En tant qu’« ensemble des droits pécuniaires appartenant à une personne »27, le patrimoine constitue une universalité de droit, c’est-à-dire « un ensemble de choses et de droits assujettis à un but et formant de ce fait une certaine unité »28. Un patrimoine séparé

constitue une masse distincte, détachée du patrimoine général d’un sujet de droit et soumis à un régime juridique propre, différent de celui auquel est soumis le patrimoine général29. Son régime juridique relève de la liberté conventionnelle entre les parties, il ne lie donc pas les tiers et ne leur est pas opposable, en particulier aux créanciers30. Or, pour qu’un patrimoine séparé soit soumis à une administration ou à un régime de responsabilité aux dettes distinct du patrimoine général de son titulaire, cela nécessite une concrétisation dans la loi afin de rendre ces régimes opposables aux tiers31. En principe, une administration séparée entraîne un régime de responsabilité aux dettes dissocié, mais nous verrons que tel n’est pas toujours le cas.

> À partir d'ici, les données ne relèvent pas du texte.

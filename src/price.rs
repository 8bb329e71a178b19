//! Raw price text to a numeric amount.
//!
//! Wishlist prices arrive in mixed locale conventions: "1.234,56" and
//! "1,234.56" must resolve to the same number, and bare digit runs like
//! "1135000" encode the amount in minor units.

use log::warn;

/// Parse a heterogeneous price string. Never fails: anything unparseable
/// yields 0.0 with a warning.
pub fn parse_price(raw: &str) -> f64 {
    // Keep digits and both separator candidates, drop currency symbols etc.
    let cleaned: String = raw
        .chars()
        .filter(|c| c.is_ascii_digit() || *c == ',' || *c == '.')
        .collect();

    if cleaned.is_empty() {
        return 0.0;
    }

    if cleaned.contains(',') {
        // Comma is the decimal separator, dot the thousands separator.
        let numeric = cleaned.replace('.', "").replace(',', ".");
        match numeric.parse::<f64>() {
            Ok(v) => v,
            Err(_) => {
                warn!("unparseable price text {raw:?} (cleaned {cleaned:?})");
                0.0
            }
        }
    } else if cleaned.contains('.') {
        match cleaned.parse::<f64>() {
            Ok(v) => v,
            Err(_) => {
                warn!("unparseable price text {raw:?} (cleaned {cleaned:?})");
                0.0
            }
        }
    } else {
        // Bare digit run: last two digits are the minor-unit amount, a
        // single digit is a whole-unit amount.
        debug_assert!(cleaned.chars().all(|c| c.is_ascii_digit()));
        if cleaned.len() >= 2 {
            let (units, cents) = cleaned.split_at(cleaned.len() - 2);
            let units = if units.is_empty() { "0" } else { units };
            format!("{units}.{cents}").parse().unwrap_or_else(|_| {
                warn!("unparseable price text {raw:?} (cleaned {cleaned:?})");
                0.0
            })
        } else {
            cleaned.parse().unwrap_or_else(|_| {
                warn!("unparseable price text {raw:?} (cleaned {cleaned:?})");
                0.0
            })
        }
    }
}
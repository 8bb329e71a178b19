//! Record types shared by the store, snapshot and recommendation layers

use serde::{Deserialize, Serialize};

/// One wishlist item, fully normalized. The unit of persistence.
///
/// `title` is the sole identity. Optional fields mean "source data absent or
/// malformed"; a score of `Some(0)` is a real zero, not a missing value.
#[derive(Debug, Clone, PartialEq, Serialize, Deserialize)]
pub struct ItemRecord {
    pub title: String,
    /// Display-currency amount; 0.0 when the raw price text was unparseable.
    pub current_price: f64,
    pub metascore: Option<i64>,
    pub openscore: Option<i64>,
    /// Review percentage from the external ratings site; may be fractional.
    pub steam_score: Option<f64>,
    /// ISO calendar date (YYYY-MM-DD) of the most recent detected price drop.
    pub last_discount: Option<String>,
    pub avg_days_between_discounts: Option<f64>,
    pub days_since_last_discount: Option<i64>,
}
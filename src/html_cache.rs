//! File cache for raw fetched HTML, one file per URL.
//!
//! Entries never expire and are never invalidated; a hit is trusted
//! indefinitely. Read and write failures are non-fatal; the caller just
//! sees a miss and fetches live.

use std::fs;
use std::path::PathBuf;

use log::{debug, error};

/// One namespace of the on-disk HTML cache. Separate namespaces (listing
/// pages vs. the external ratings site) live in separate subdirectories and
/// cannot collide even for the same literal URL.
pub struct HtmlCache {
    dir: PathBuf,
}

impl HtmlCache {
    pub fn new(root: impl Into<PathBuf>, namespace: &str) -> Self {
        Self {
            dir: root.into().join(namespace),
        }
    }

    /// Deterministic cache filename: path and scheme separators rewritten
    /// to underscores, `.html` suffix.
    fn cache_path(&self, url: &str) -> PathBuf {
        let name = url.replace(['/', ':'], "_");
        self.dir.join(format!("{name}.html"))
    }

    pub fn get(&self, url: &str) -> Option<String> {
        let path = self.cache_path(url);
        if !path.exists() {
            return None;
        }
        match fs::read_to_string(&path) {
            Ok(body) => {
                debug!("cache hit for {url}");
                Some(body)
            }
            Err(e) => {
                error!("failed to read cache file {}: {e}", path.display());
                None
            }
        }
    }

    pub fn put(&self, url: &str, body: &str) {
        let path = self.cache_path(url);
        if let Err(e) = fs::create_dir_all(&self.dir) {
            error!("failed to create cache dir {}: {e}", self.dir.display());
            return;
        }
        match fs::write(&path, body) {
            Ok(()) => debug!("cached {url} to {}", path.display()),
            Err(e) => error!("failed to write cache file {}: {e}", path.display()),
        }
    }
}
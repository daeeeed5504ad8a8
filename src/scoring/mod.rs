pub mod engine;
pub mod tier;
pub mod tips;
pub mod validation;

pub use engine::{hash32, normalize, score, seed, ScoreInput, ScoreResult, DATE_FORMAT};
pub use tier::Tier;
pub use tips::{pick_tips, random_tips, TIPS};
pub use validation::{validate_input, Field, FieldError, FieldErrorKind, RawInput};
use chrono::{DateTime, Duration, Local, NaiveDate, NaiveTime, Utc};

/// Source of the current time.
///
/// Validation needs "today" to reject future birthdates and history entries
/// are timestamped, so both go through this instead of reading the system
/// clock directly.
pub trait Clock {
    fn now(&self) -> DateTime<Utc>;

    /// Current calendar date
    fn today(&self) -> NaiveDate {
        self.now().date_naive()
    }
}

/// Wall clock. `today` follows the local calendar date.
#[derive(Debug, Default, Clone, Copy)]
pub struct SystemClock;

impl Clock for SystemClock {
    fn now(&self) -> DateTime<Utc> {
        Utc::now()
    }

    fn today(&self) -> NaiveDate {
        Local::now().date_naive()
    }
}

/// Clock frozen at a single instant
#[derive(Debug, Clone, Copy)]
pub struct FixedClock(pub DateTime<Utc>);

impl FixedClock {
    /// Midday UTC on the given date
    pub fn on(date: NaiveDate) -> Self {
        let noon = date.and_time(NaiveTime::MIN) + Duration::hours(12);
        Self(noon.and_utc())
    }
}

impl Clock for FixedClock {
    fn now(&self) -> DateTime<Utc> {
        self.0
    }
}

#[cfg(test)]
mod tests {
    use super::*;

    #[test]
    fn test_fixed_clock_today() {
        let date = NaiveDate::from_ymd_opt(2024, 2, 29).unwrap();
        let clock = FixedClock::on(date);
        assert_eq!(clock.today(), date);
        assert_eq!(clock.now().date_naive(), date);
    }

    #[test]
    fn test_system_clock_is_recent() {
        let clock = SystemClock;
        let drift = (Utc::now() - clock.now()).num_seconds().abs();
        assert!(drift < 5);
    }
}
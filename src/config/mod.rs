mod init;
mod schema;
mod validation;

pub use init::write_default_config;
pub use schema::{ColorMode, Config, HistoryConfig, ShareConfig, DEFAULT_CELEBRATE_AT};
pub use validation::validate_config;

use anyhow::{Context, Result};
use std::fs;
use std::path::{Path, PathBuf};

/// Get the config directory path (~/.config/lovecalc/)
pub fn get_config_dir() -> Result<PathBuf> {
    let home = dirs::home_dir().context("Could not determine home directory")?;
    Ok(home.join(".config").join("lovecalc"))
}

/// Get the default config file path (~/.config/lovecalc/config.yaml)
pub fn get_config_path() -> Result<PathBuf> {
    Ok(get_config_dir()?.join("config.yaml"))
}

/// Load configuration from a YAML file
///
/// # Arguments
///
/// * `path` - Optional path to config file. If None, uses default path (~/.config/lovecalc/config.yaml)
///
/// A missing default config file yields the defaults. An explicitly given
/// path must exist.
///
/// # Errors
///
/// Returns an error if:
/// - An explicitly given config file does not exist
/// - The config file cannot be read
/// - The YAML cannot be parsed
pub fn load_config(path: Option<PathBuf>) -> Result<Config> {
    let explicit = path.is_some();
    let config_path = match path {
        Some(p) => p,
        None => get_config_path()?,
    };

    if !config_path.exists() {
        if explicit {
            anyhow::bail!("Config file not found at {}", config_path.display());
        }
        tracing::debug!(path = %config_path.display(), "no config file, using defaults");
        return Ok(Config::default());
    }

    load_config_file(&config_path)
}

fn load_config_file(config_path: &Path) -> Result<Config> {
    let config_content = fs::read_to_string(config_path)
        .with_context(|| format!("Failed to read config file at {}", config_path.display()))?;

    let config: Config = serde_saphyr::from_str(&config_content)
        .with_context(|| format!("Failed to parse config: invalid YAML in {}", config_path.display()))?;

    tracing::debug!(path = %config_path.display(), "loaded config");
    Ok(config)
}

#[cfg(test)]
mod tests {
    use super::*;
    use tempfile::TempDir;

    #[test]
    fn test_load_explicit_missing_file_errors() {
        let dir = TempDir::new().unwrap();
        let err = load_config(Some(dir.path().join("missing.yaml"))).unwrap_err();
        assert!(err.to_string().contains("Config file not found"));
    }

    #[test]
    fn test_load_explicit_file() {
        let dir = TempDir::new().unwrap();
        let path = dir.path().join("config.yaml");
        fs::write(&path, "celebrate_at: 80\n").unwrap();
        let config = load_config(Some(path)).unwrap();
        assert_eq!(config.celebrate_at, 80);
    }

    #[test]
    fn test_load_invalid_yaml() {
        let dir = TempDir::new().unwrap();
        let path = dir.path().join("config.yaml");
        fs::write(&path, "history: [unclosed\n").unwrap();
        let err = load_config(Some(path)).unwrap_err();
        assert!(err.to_string().contains("Failed to parse config"));
    }
}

Les patrimoines séparés présentent des caractéristiques communes32. Tout d’abord, celle de la subrogation patrimoniale qui est sans doute la caractéristique la plus importante des patrimoines spéciaux. Elle résulte directement de la reconnaissance par la loi de certains patrimoines séparés opposables aux tiers, elle n’a donc pas besoin de consécration législative33. La subrogation patrimoniale consiste en « la capacité d’un patrimoine de se modifier continuellement »34 tout en ayant pour objectif de conserver la valeur de ce patrimoine35. En d’autres termes, cela signifie que lorsqu’un bien sort du patrimoine de son titulaire, il est substitué par le bien acquis en remplacement ou par son produit sans que cela n’affecte l’autre masse36. La subrogation patrimoniale permet ainsi de conserver la valeur du patrimoine spécial37. Certains patrimoines spéciaux se caractérisent également par une absence de confusion au sens de l’art. 118 al. 2 CO. L’absence de confusion suppose que les dettes qui grèvent chacun des patrimoines séparés ne se confondent pas, de sorte que chaque masse patrimoniale ne répond que de ses propres dettes38. Le titulaire de deux patrimoines ne pourra ainsi pas compenser la créance appartenant à un patrimoine pour éteindre la dette dont doit répondre l’autre patrimoine39. Lorsque le même sujet de droit est créancier et débiteur en même temps envers les masses,

sa créance subsiste en tant qu’ « obligation unipersonnelle »40. Toutefois, si une des masses est amenée à supporter une dette appartenant à l’autre masse, la première, en vertu du système des récompenses, bénéficie d’une créance en remboursement contre la seconde41. Ce régime des récompenses est expressément prévu par la loi à l’art. 209 al. 1 CC en ce qui concerne le régime des acquêts et à l’art. 239 CC pour celui de la communauté des biens42. Il n’a en revanche pas fait l’objet d’une réglementation pour d’autres patrimoines spéciaux43, mais vaut pour tous les patrimoines séparés qu’ils impliquent uniquement une administration séparée ou également un régime de responsabilité dissociée à l’égard des créanciers44.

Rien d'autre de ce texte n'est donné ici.